## Extracted records
- - - - - - -

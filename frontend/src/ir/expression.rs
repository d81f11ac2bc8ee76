/// The kind tag of a literal. The value itself is carried around as an
/// opaque string; nothing in this crate interprets it.
#[derive(Clone, Copy, Debug, Eq, Hash, PartialEq)]
pub enum LiteralKind {
    Number,
    String,
    Boolean,
}

#[derive(Clone, Debug, Eq, Hash, PartialEq)]
pub enum Expression {
    Literal {
        kind: LiteralKind,
        value: String,
        /// Opaque type tag; empty means untyped.
        ty: String,
    },
    Identifier {
        name: String,
    },
    /// A call of a user-defined function.
    Call {
        function: String,
        arguments: Vec<Expression>,
    },
    /// A primitive machine instruction. Its operands are traversed exactly
    /// like call arguments, but an instruction itself is never inlined.
    Instruction {
        opcode: String,
        arguments: Vec<Expression>,
    },
}

impl Expression {
    pub fn number(value: impl Into<String>) -> Self {
        Self::Literal {
            kind: LiteralKind::Number,
            value: value.into(),
            ty: String::new(),
        }
    }
    pub fn identifier(name: impl Into<String>) -> Self {
        Self::Identifier { name: name.into() }
    }
    pub fn call(function: impl Into<String>, arguments: Vec<Expression>) -> Self {
        Self::Call {
            function: function.into(),
            arguments,
        }
    }
    pub fn instruction(opcode: impl Into<String>, arguments: Vec<Expression>) -> Self {
        Self::Instruction {
            opcode: opcode.into(),
            arguments,
        }
    }
}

- - - - - - -

## Work to complete
Write the data out once more. Keep every word the same.

## Answer to this exercise
filename frontend/src/ir/expression.rs
repository d81f11ac2bc8ee76
/// The kind tag of a literal. The value itself is carried around as an
/// opaque string; nothing in this crate interprets it.
#[derive(Clone, Copy, Debug, Eq, Hash, PartialEq)]
pub enum LiteralKind {
    Number,
    String,
    Boolean,
}

#[derive(Clone, Debug, Eq, Hash, PartialEq)]
pub enum Expression {
    Literal {
        kind: LiteralKind,
        value: String,
        /// Opaque type tag; empty means untyped.
        ty: String,
    },
    Identifier {
        name: String,
    },
    /// A call of a user-defined function.
    Call {
        function: String,
        arguments: Vec<Expression>,
    },
    /// A primitive machine instruction. Its operands are traversed exactly
    /// like call arguments, but an instruction itself is never inlined.
    Instruction {
        opcode: String,
        arguments: Vec<Expression>,
    },
}

impl Expression {
    pub fn number(value: impl Into<String>) -> Self {
        Self::Literal {
            kind: LiteralKind::Number,
            value: value.into(),
            ty: String::new(),
        }
    }
    pub fn identifier(name: impl Into<String>) -> Self {
        Self::Identifier { name: name.into() }
    }
    pub fn call(function: impl Into<String>, arguments: Vec<Expression>) -> Self {
        Self::Call {
            function: function.into(),
            arguments,
        }
    }
    pub fn instruction(opcode: impl Into<String>, arguments: Vec<Expression>) -> Self {
        Self::Instruction {
            opcode: opcode.into(),
            arguments,
        }
    }
}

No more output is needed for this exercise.